**Your objective:**
Only one stretch of the listing below is wanted. Give it again exactly, from the line with "fn new(kind: TokenKind, position: usize)" through the line with "position += len;".

**Given records:**
//! Tokenizer for expression text.
//!
//! Produces a flat token list and then inserts the implied `*` operators the
//! grammar asks for. Function names are matched as whole tokens, so nothing
//! here can corrupt a neighbouring token the way textual substitution could.

use std::fmt;

use lazy_static::lazy_static;
use regex::Regex;

use super::grammar::{Constant, Function, Grammar};
use crate::error::ParseError;

lazy_static! {
    /// Unsigned decimal literal: `12`, `12.`, `12.5` or `.5`.
    static ref NUMBER: Regex = Regex::new(r"^(?:\d+\.?\d*|\.\d+)").unwrap();

    /// A bare word: function, constant or variable name.
    static ref WORD: Regex = Regex::new(r"^[A-Za-z_][A-Za-z0-9_]*").unwrap();
}

#[derive(Clone, Copy, Debug, PartialEq)]
pub enum TokenKind {
    Number(f64),
    Constant(Constant),
    /// The plotted variable `x`.
    Variable,
    /// A function name. The lexer always emits the following `(` as its own token.
    Function(Function),
    Plus,
    Minus,
    Star,
    Slash,
    Caret,
    Percent,
    OpenParen,
    CloseParen,
}

impl TokenKind {
    /// Tokens that can begin an operand.
    fn starts_operand(self) -> bool {
        matches!(
            self,
            Self::Number(_)
                | Self::Constant(_)
                | Self::Variable
                | Self::Function(_)
                | Self::OpenParen
        )
    }
}

impl fmt::Display for TokenKind {
    fn fmt(&self, f: &mut fmt::Formatter) -> fmt::Result {
        match self {
            Self::Number(n) => write!(f, "{n}"),
            Self::Constant(Constant::Pi) => write!(f, "π"),
            Self::Constant(Constant::E) => write!(f, "e"),
            Self::Variable => write!(f, "x"),
            Self::Function(func) => write!(f, "{}", func.name()),
            Self::Plus => write!(f, "+"),
            Self::Minus => write!(f, "-"),
            Self::Star => write!(f, "*"),
            Self::Slash => write!(f, "/"),
            Self::Caret => write!(f, "^"),
            Self::Percent => write!(f, "%"),
            Self::OpenParen => write!(f, "("),
            Self::CloseParen => write!(f, ")"),
        }
    }
}

/// A token with the character offset it started at.
#[derive(Clone, Copy, Debug, PartialEq)]
pub struct Token {
    pub kind: TokenKind,
    pub position: usize,
}

impl Token {
    fn new(kind: TokenKind, position: usize) -> Self {
        Self { kind, position }
    }
}

/// Split `input` into tokens under `grammar`, then insert implied operators.
pub fn tokenize(input: &str, grammar: Grammar) -> Result<Vec<Token>, ParseError> {
    let mut tokens = Vec::new();
    let mut offset = 0;
    let mut position = 0;

    while let Some(ch) = input[offset..].chars().next() {
        let rest = &input[offset..];

        if ch.is_whitespace() {
            offset += ch.len_utf8();
            position += 1;
            continue;
        }

        if let Some(m) = NUMBER.find(rest) {
            let text = m.as_str();
            let value = text
                .parse::<f64>()
                .map_err(|_| ParseError::MalformedNumber {
                    text: text.to_string(),
                    position,
                })?;
            tokens.push(Token::new(TokenKind::Number(value), position));
            offset += text.len();
            position += text.len();
            continue;
        }

        if let Some(m) = WORD.find(rest) {
            let consumed = lex_word(rest, m.as_str(), position, grammar, &mut tokens)?;
            offset += consumed;
            position += consumed;
            continue;
        }

        let (kind, len) = match ch {
            '+' => (TokenKind::Plus, 1),
            '-' => (TokenKind::Minus, 1),
            '*' if grammar.double_star_power() && rest.starts_with("**") => (TokenKind::Caret, 2),
            '*' => (TokenKind::Star, 1),
            '/' => (TokenKind::Slash, 1),
            '^' => (TokenKind::Caret, 1),
            '%' if grammar.percent() => (TokenKind::Percent, 1),
            '(' => (TokenKind::OpenParen, 1),
            ')' => (TokenKind::CloseParen, 1),
            'π' => (TokenKind::Constant(Constant::Pi), 1),
            _ => return Err(ParseError::UnexpectedChar { ch, position }),
        };
        tokens.push(Token::new(kind, position));
        offset += ch.len_utf8() * len;
        position += len;
    }

    Ok(insert_implied_operators(tokens, grammar))
}

/// Lex a word starting at the beginning of `rest`, returning the bytes consumed.
fn lex_word(
    rest: &str,
    word: &str,
    position: usize,
    grammar: Grammar,
    tokens: &mut Vec<Token>,
) -> Result<usize, ParseError> {
    let unknown = || ParseError::UnknownName {
        name: word.to_string(),
        position,
    };

    match grammar {
        Grammar::Calculator => {
            // Keypad functions only exist as the exact `name(` prefix.
            let function = grammar.function(word).ok_or_else(unknown)?;
            if !rest[word.len()..].starts_with('(') {
                return Err(ParseError::MissingArgument {
                    name: word.to_string(),
                    position,
                });
            }
            tokens.push(Token::new(TokenKind::Function(function), position));
            tokens.push(Token::new(TokenKind::OpenParen, position + word.len()));
            Ok(word.len() + 1)
        }
        Grammar::Function => {
            if let Some(function) = grammar.function(word) {
                let after = &rest[word.len()..];
                let gap = after.len() - after.trim_start().len();
                if !after[gap..].starts_with('(') {
                    return Err(ParseError::MissingArgument {
                        name: word.to_string(),
                        position,
                    });
                }
                let paren_at = position + after[..gap].chars().count() + word.len();
                tokens.push(Token::new(TokenKind::Function(function), position));
                tokens.push(Token::new(TokenKind::OpenParen, paren_at));
                return Ok(word.len() + gap + 1);
            }

            let kind = match word.to_ascii_lowercase().as_str() {
                "pi" => TokenKind::Constant(Constant::Pi),
                "e" => TokenKind::Constant(Constant::E),
                _ if word == "x" && grammar.variable() => TokenKind::Variable,
                _ => return Err(unknown()),
            };
            tokens.push(Token::new(kind, position));
            Ok(word.len())
        }
    }
}

/// Insert the `*` that adjacency implies.
///
/// Percent followed by an operand always multiplies (`50%200` reads
/// `50/100*200`). The remaining rules only apply when the grammar enables
/// implicit multiplication:
/// - a number or `)` followed by a function, `π` or `(`
/// - `)` followed by a number
/// - `π` followed by a number or `(`
fn insert_implied_operators(tokens: Vec<Token>, grammar: Grammar) -> Vec<Token> {
    let mut out: Vec<Token> = Vec::with_capacity(tokens.len());

    for token in tokens {
        if let Some(prev) = out.last().map(|t| t.kind)
            && implies_multiplication(prev, token.kind, grammar)
        {
            out.push(Token::new(TokenKind::Star, token.position));
        }
        out.push(token);
    }

    out
}

fn implies_multiplication(prev: TokenKind, next: TokenKind, grammar: Grammar) -> bool {
    use TokenKind::*;

    if prev == Percent {
        return next.starts_operand();
    }
    if !grammar.implicit_multiplication() {
        return false;
    }

    matches!(
        (prev, next),
        (Number(_) | CloseParen, Function(_) | Constant(_) | OpenParen)
            | (CloseParen, Number(_))
            | (Constant(_), Number(_) | OpenParen)
    )
}

#[cfg(test)]
mod tests {
    use super::*;

    fn kinds(input: &str, grammar: Grammar) -> Vec<TokenKind> {
        tokenize(input, grammar)
            .unwrap()
            .into_iter()
            .map(|t| t.kind)
            .collect()
    }

    fn rendered(input: &str, grammar: Grammar) -> String {
        kinds(input, grammar).iter().map(|k| k.to_string()).collect()
    }

    #[test]
    fn test_numbers() {
        assert_eq!(kinds("12.5", Grammar::Calculator), vec![TokenKind::Number(12.5)]);
        assert_eq!(kinds("5.", Grammar::Calculator), vec![TokenKind::Number(5.0)]);
        assert_eq!(kinds(".25", Grammar::Calculator), vec![TokenKind::Number(0.25)]);
    }

    #[test]
    fn test_keypad_prefixes() {
        assert_eq!(rendered("sqrt(16)", Grammar::Calculator), "sqrt(16)");
        assert_eq!(rendered("log(ln(1))", Grammar::Calculator), "log(ln(1))");
    }

    #[test]
    fn test_keypad_prefix_requires_paren() {
        assert!(matches!(
            tokenize("sin 1", Grammar::Calculator),
            Err(ParseError::MissingArgument { .. })
        ));
        assert!(matches!(
            tokenize("abs(1)", Grammar::Calculator),
            Err(ParseError::UnknownName { .. })
        ));
    }

    #[test]
    fn test_implicit_multiplication_adjacencies() {
        assert_eq!(rendered("2(3)", Grammar::Calculator), "2*(3)");
        assert_eq!(rendered("2π", Grammar::Calculator), "2*π");
        assert_eq!(rendered("2sin(1)", Grammar::Calculator), "2*sin(1)");
        assert_eq!(rendered("(1)(2)", Grammar::Calculator), "(1)*(2)");
        assert_eq!(rendered("(1)2", Grammar::Calculator), "(1)*2");
        assert_eq!(rendered("π2", Grammar::Calculator), "π*2");
        assert_eq!(rendered("π(2)", Grammar::Calculator), "π*(2)");
    }

    #[test]
    fn test_no_other_adjacency_is_filled() {
        assert_eq!(rendered("ππ", Grammar::Calculator), "ππ");
        assert_eq!(rendered("πsin(1)", Grammar::Calculator), "πsin(1)");
    }

    #[test]
    fn test_percent_followed_by_operand() {
        assert_eq!(rendered("50%200", Grammar::Calculator), "50%*200");
        assert_eq!(rendered("50%-10", Grammar::Calculator), "50%-10");
    }

    #[test]
    fn test_function_grammar_words() {
        assert_eq!(rendered("SIN (x)", Grammar::Function), "sin(x)");
        assert_eq!(rendered("PI*e", Grammar::Function), "π*e");
        assert_eq!(rendered("x**2", Grammar::Function), "x^2");
    }

    #[test]
    fn test_function_grammar_whole_words() {
        assert!(matches!(
            tokenize("sinx", Grammar::Function),
            Err(ParseError::UnknownName { .. })
        ));
        assert!(matches!(
            tokenize("exp(x)", Grammar::Function),
            Err(ParseError::UnknownName { .. })
        ));
    }

    #[test]
    fn test_function_grammar_has_no_implicit_multiplication() {
        assert_eq!(rendered("2x", Grammar::Function), "2x");
    }

    #[test]
    fn test_unexpected_character_position() {
        assert_eq!(
            tokenize("1+π#", Grammar::Calculator),
            Err(ParseError::UnexpectedChar { ch: '#', position: 3 })
        );
        assert!(tokenize("5%2", Grammar::Function).is_err());
    }

    #[test]
    fn test_function_grammar_rejects_remainder_and_exponent_literals() {
        assert_eq!(
            tokenize("x%2", Grammar::Function),
            Err(ParseError::UnexpectedChar { ch: '%', position: 1 })
        );
        assert!(matches!(
            tokenize("1e5*x", Grammar::Function),
            Err(ParseError::UnknownName { ref name, .. }) if name == "e5"
        ));
    }
}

**Exercise response:**
    fn new(kind: TokenKind, position: usize) -> Self {
        Self { kind, position }
    }
}

/// Split `input` into tokens under `grammar`, then insert implied operators.
pub fn tokenize(input: &str, grammar: Grammar) -> Result<Vec<Token>, ParseError> {
    let mut tokens = Vec::new();
    let mut offset = 0;
    let mut position = 0;

    while let Some(ch) = input[offset..].chars().next() {
        let rest = &input[offset..];

        if ch.is_whitespace() {
            offset += ch.len_utf8();
            position += 1;
            continue;
        }

        if let Some(m) = NUMBER.find(rest) {
            let text = m.as_str();
            let value = text
                .parse::<f64>()
                .map_err(|_| ParseError::MalformedNumber {
                    text: text.to_string(),
                    position,
                })?;
            tokens.push(Token::new(TokenKind::Number(value), position));
            offset += text.len();
            position += text.len();
            continue;
        }

        if let Some(m) = WORD.find(rest) {
            let consumed = lex_word(rest, m.as_str(), position, grammar, &mut tokens)?;
            offset += consumed;
            position += consumed;
            continue;
        }

        let (kind, len) = match ch {
            '+' => (TokenKind::Plus, 1),
            '-' => (TokenKind::Minus, 1),
            '*' if grammar.double_star_power() && rest.starts_with("**") => (TokenKind::Caret, 2),
            '*' => (TokenKind::Star, 1),
            '/' => (TokenKind::Slash, 1),
            '^' => (TokenKind::Caret, 1),
            '%' if grammar.percent() => (TokenKind::Percent, 1),
            '(' => (TokenKind::OpenParen, 1),
            ')' => (TokenKind::CloseParen, 1),
            'π' => (TokenKind::Constant(Constant::Pi), 1),
            _ => return Err(ParseError::UnexpectedChar { ch, position }),
        };
        tokens.push(Token::new(kind, position));
        offset += ch.len_utf8() * len;
        position += len;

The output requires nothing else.